I'm really glad I asked someone about this then! It started to sound fishy when I told him I didn't ship and he kept pressing the matter anyways. I learn something new everyday....I just can't believe people to scams like this :disgust:, certainly had me fooled.

:thanks:for the help.

Ellie


----------



## pamnock (Jul 9, 2006)

You are very welcome!

Here's an example of how the scam works . . .

http://www.post-gazette.com/pg/03365/256530.stm



Pam


----------



## Starlight Rabbitry (Jul 9, 2006)

I heard about this from a group I belong to. The lady who sent the alert out to everyone just said to ask them for pictures of their rabbitry and you will never hear back from them! 

Sharon


----------



## Hollie (Jul 9, 2006)

That's a bit naff about the scam :X

But, fyi, I live an hour's flight from the UAE in Bahrain, and yes, in the summer it is too hot to have rabbits outside during the day. It can get up to nearly 50 Celcius at times, with a lot of humidity, almost 100% on some days. 

Mine are kept indoors now, but I have had rabbits before when I was young that were kept outdoors during the summer under a shaded area. They'd been born in the heat and so were 'used' to it - as used to it as anyone can be, I guess. But I wouldn't recommend it. 

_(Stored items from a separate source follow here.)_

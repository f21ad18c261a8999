use std::collections::BTreeMap;

use story_engine::{
    evaluate_bundle, load_config, AdjusterRegistry, CancelToken, EngineConfig, EngineParts,
    FnAdjuster, InMemoryCatalog, Orchestrator, PersonaManager, QualitativeResolver,
    ResolveContext, ResolvedValue, Scope, ScoringInputs, SkipReason, TimeSlice, ValueRange,
};
use world_graph::{
    GraphStore, NodeId, NodeTypeRegistry, RuntimeState, StatBounds, StateStore,
    TagRef,
};

const CONFIG: &str = r#"
seed = 2024

[orchestrator]
recent_asset_window = 2

[stats.trust]
lo = 0
hi = 100
default = 20

[[scaling_rules]]
name = "date_night"
scale = "core.rapport"
when = { kind = "world_flag", flag = "date_night" }
effect = { op = "add", amount = 10 }

[[personas]]
id = "steady"
sliders = { mystery_level = 0.0 }

[[personas]]
id = "guarded"
sliders = { mystery_level = 0.0 }

[personas.tag_overrides."core.rapport".warming_up]
range = [32, 32]
jitter = 0

[[personas]]
id = "smitten"
sliders = { mystery_level = 0.0 }
mood_tags = ["candlelight"]

[personas.tag_overrides."core.rapport".warming_up]
range = [48, 48]
jitter = 0

[[activations]]
scope = { kind = "global" }
persona = "steady"

[[bundles]]
id = "evening"
inputs = [{ name = "rapport", from = "tag", tag = "core.rapport:warming up" }]

[[bundles.outcomes]]
id = "a"
base_weight = 2.0
preconditions = [{ kind = "resolved", input = "rapport", at_least = 55.0 }]
effects = { stats = [{ op = "add", stat = "trust", amount = 10 }], flags = { kissed = true } }
cooldown = 3
asset = { tags = ["restaurant"] }

[[bundles.outcomes]]
id = "b"
base_weight = 1.0
effects = { stats = [{ op = "add", stat = "trust", amount = 2 }] }
"#;

const GRAPH: &str = r#"{
    "id": "harbor_town",
    "nodes": [
        {"id": "mia", "category": "person", "region": "harbor", "bundles": ["evening"]},
        {"id": "harbor_bar", "category": "location", "region": "harbor"},
        {"id": "clips", "category": "asset_pool"}
    ],
    "edges": [
        {"source": "mia", "target": "harbor_bar", "relation": "frequents", "qualitative": "core.trust:wary"}
    ]
}"#;

const CATALOG: &str = r#"[
    {"id": "bright_bistro", "tags": ["restaurant"], "time_slice": {"start": 11, "end": 15}},
    {"id": "candlelit_table", "tags": ["restaurant", "candlelight"], "time_slice": {"start": 18, "end": 1}},
    {"id": "diner_booth", "tags": ["restaurant"]}
]"#;

fn orchestrator() -> (Orchestrator, PersonaManager) {
    let config = EngineConfig::from_toml_str(CONFIG).unwrap();
    let graph = GraphStore::from_json_str(GRAPH, &NodeTypeRegistry::new()).unwrap();
    let parts = EngineParts::from_config(&config, graph, NodeTypeRegistry::new()).unwrap();
    let personas = config.persona_manager().unwrap();
    (Orchestrator::new(parts).unwrap(), personas)
}

fn resolved(value: f64) -> ResolvedValue {
    ResolvedValue {
        scale: "core.rapport".into(),
        descriptor: "warming_up".into(),
        value,
        bounds: StatBounds::new(0.0, 100.0),
        base: ValueRange::new(30.0, 50.0),
        effective: ValueRange::new(40.0, 60.0),
        jitter: value - 50.0,
        factors: vec!["date_night".into()],
        persona_override: false,
    }
}

#[test]
fn scenario_warming_up_lands_in_shifted_range() {
    let config = EngineConfig::from_toml_str(CONFIG).unwrap();
    let resolver: QualitativeResolver = config.resolver().unwrap();
    let personas = config.persona_manager().unwrap();
    let persona = personas.active_persona(&Scope::Global);

    let node = NodeId::new("mia");
    let state = RuntimeState::new(node.clone(), &config.stats);
    assert_eq!(state.stat("trust"), Some(20.0));

    let mut flags = BTreeMap::new();
    flags.insert("date_night".to_string(), true);
    let context = ResolveContext::new(&node, 1)
        .with_persona(&persona)
        .with_state(&state)
        .with_world_flags(&flags);

    let value = resolver
        .resolve(&TagRef::parse("core.rapport:warming up").unwrap(), &context)
        .unwrap();
    assert_eq!(value.base, ValueRange::new(30.0, 50.0));
    assert_eq!(value.effective, ValueRange::new(40.0, 60.0));
    assert!((40.0..=60.0).contains(&value.value));
}

#[test]
fn scenario_literal_values_pick_each_branch() {
    let config = EngineConfig::from_toml_str(CONFIG).unwrap();
    let selector = config.selector();
    let bundle = selector.bundle("evening").unwrap();
    let personas = config.persona_manager().unwrap();
    let persona = personas.active_persona(&Scope::Global);
    let adjusters = AdjusterRegistry::new();

    let node = world_graph::Node::new("mia", world_graph::NodeCategory::Person);
    let state = RuntimeState::new(node.id.clone(), &config.stats);
    let flags = BTreeMap::new();

    for (value, expected) in [(42.0, "b"), (58.0, "a")] {
        let mut inputs = BTreeMap::new();
        inputs.insert("rapport".to_string(), resolved(value));
        let scoring = ScoringInputs {
            node: &node,
            cycle: 1,
            state: &state,
            world_flags: &flags,
            persona: &persona,
            resolved: &inputs,
            adjusters: &adjusters,
        };
        let candidates = evaluate_bundle(bundle, &scoring);
        let selection = selector.select("evening", &candidates, 0).unwrap();
        assert_eq!(selection.outcome, expected, "resolved {}", value);
    }
}

#[test]
fn scenario_sweep_follows_resolved_value() {
    let (orchestrator, mut personas) = orchestrator();
    let catalog = InMemoryCatalog::from_json_str(CATALOG).unwrap();
    let mia = NodeId::new("mia");
    orchestrator.state().set_world_flag("date_night", true);

    // [32, 32] + 10 = 42: below the threshold.
    personas
        .set_persona(Scope::Region("harbor".into()), "guarded", BTreeMap::new())
        .unwrap();
    let report = orchestrator.sweep(&mut personas, &catalog, &CancelToken::new()).unwrap();
    let advanced = report.advanced_node(&mia).unwrap();
    assert_eq!(advanced.outcome, "b");
    assert!(advanced.assets.is_empty());
    assert_eq!(orchestrator.state().get(&mia).stat("trust"), Some(22.0));

    // [48, 48] + 10 = 58: above it.
    personas
        .set_persona(Scope::Node(mia.clone()), "smitten", BTreeMap::new())
        .unwrap();
    orchestrator.set_time_window(Some(TimeSlice::new(20.0, 23.0)));
    let report = orchestrator.sweep(&mut personas, &catalog, &CancelToken::new()).unwrap();
    let advanced = report.advanced_node(&mia).unwrap();
    assert_eq!(advanced.outcome, "a");
    assert_eq!(advanced.assets, vec!["candlelit_table".to_string()]);

    let state = orchestrator.state().get(&mia);
    assert_eq!(state.stat("trust"), Some(32.0));
    assert!(state.flag("kissed"));
    assert_eq!(state.timer("cooldown:a"), 3);
    assert_eq!(state.counter("outcome:a"), 1);
    assert_eq!(state.counter("outcome:b"), 1);

    // Cooldown holds "a" back even though the value still clears the threshold.
    let report = orchestrator.sweep(&mut personas, &catalog, &CancelToken::new()).unwrap();
    assert_eq!(report.advanced_node(&mia).unwrap().outcome, "b");
}

#[test]
fn scenario_adjuster_can_tip_the_balance() {
    let source = CONFIG.replace(
        "id = \"b\"\nbase_weight = 1.0",
        "id = \"b\"\nbase_weight = 1.0\nadjusters = [\"homebody\"]",
    );
    let config = EngineConfig::from_toml_str(&source).unwrap();
    let graph = GraphStore::from_json_str(GRAPH, &NodeTypeRegistry::new()).unwrap();

    let mut adjusters = AdjusterRegistry::new();
    adjusters.register(std::sync::Arc::new(FnAdjuster::new("homebody", |_ctx| 5.0)));
    let parts = EngineParts::from_config(&config, graph, NodeTypeRegistry::new())
        .unwrap()
        .with_adjusters(adjusters);
    let orchestrator = Orchestrator::new(parts).unwrap();
    let mut personas = config.persona_manager().unwrap();
    personas
        .set_persona(Scope::Global, "smitten", BTreeMap::new())
        .unwrap();
    orchestrator.state().set_world_flag("date_night", true);

    let report = orchestrator
        .sweep(&mut personas, &InMemoryCatalog::from_json_str(CATALOG).unwrap(), &CancelToken::new())
        .unwrap();
    assert_eq!(report.advanced_node(&NodeId::new("mia")).unwrap().outcome, "b");
}

#[test]
fn scenario_missing_asset_skips_node() {
    let (orchestrator, mut personas) = orchestrator();
    personas
        .set_persona(Scope::Global, "smitten", BTreeMap::new())
        .unwrap();
    orchestrator.state().set_world_flag("date_night", true);

    let catalog = InMemoryCatalog::default();
    let report = orchestrator.sweep(&mut personas, &catalog, &CancelToken::new()).unwrap();
    assert!(matches!(
        report.skip_reason(&NodeId::new("mia")),
        Some(SkipReason::NoMatchingAsset { .. })
    ));
    assert_eq!(orchestrator.state().get(&NodeId::new("mia")).stat("trust"), Some(20.0));
}

#[test]
fn scenario_snapshot_round_trip() {
    let (orchestrator, mut personas) = orchestrator();
    let catalog = InMemoryCatalog::from_json_str(CATALOG).unwrap();
    personas
        .set_persona(Scope::Global, "smitten", BTreeMap::new())
        .unwrap();
    orchestrator.state().set_world_flag("date_night", true);
    orchestrator.sweep(&mut personas, &catalog, &CancelToken::new()).unwrap();

    let json = orchestrator.state().to_json().unwrap();
    let restored = StateStore::new(orchestrator.state().schema().clone());
    restored.from_json(&json).unwrap();

    assert_eq!(restored.snapshot(), orchestrator.state().snapshot());
    let mia = restored.get(&NodeId::new("mia"));
    assert_eq!(mia.timer("cooldown:a"), 3);
    assert!(mia.flag("kissed"));
    assert_eq!(restored.cycle(), 1);
}

#[test]
fn scenario_config_file_loads() {
    let path = std::env::temp_dir().join(format!("story_engine_{}.toml", std::process::id()));
    std::fs::write(&path, CONFIG).unwrap();
    let config = load_config(&path).unwrap();
    std::fs::remove_file(&path).unwrap();

    assert_eq!(config.seed, 2024);
    assert_eq!(config.orchestrator.recent_asset_window, 2);
    assert_eq!(config.personas.len(), 3);
    assert!(config.stats.is_declared("trust"));
}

It'd be a long flight here from the US... I wouldn't recommend shipping that far at all. Though I know you won't be doing it


----------



## SunnieBunnie Rabbitry (Jul 9, 2006)

Yup, it's a scam... 

"Mr. Andy Cole of Sokey Rabbits in Dubai in the United Arab Emirate."

He's emailed me a few times also, just delete them.

~Sunshine


----------



## Bramble Briar86 (Jul 9, 2006)

*SunnieBunnie Rabbitry wrote: *


> Yup, it's a scam...
> 
> "Mr. Andy Cole of Sokey Rabbits in Dubai in the United Arab Emirate."
> 
> ...


 Mine was a "Gary Edwards" (it's probably the same guy under a different name).....I deleted all his emails and hope I never hear from him again! 

Ellie


----------



## gentle giants (Jul 10, 2006)

Yeah, I've gotten that exact same email myself. One clue is if the email or just the subject line are all in caps. The name that contacted me was a Richard something or other, also Sokey Rabbitry. Watch things like bad spelling, all in caps, etc. that most people just don't do. Also, if the first message you get doesn't ask about breeds, or pedigrees, or the things most poeple ask about, it just says, tell me how many you have for sale and the price, I want them all. Always be suspicious of these kind of messages.


----------



## SweetPeasMommie (Jul 11, 2006)

I have gotten emails like that when I was rehoming a few pets as well.


----------



## heavenlyshelties (Jul 15, 2006)

I used to get these all the time when i bred shelties.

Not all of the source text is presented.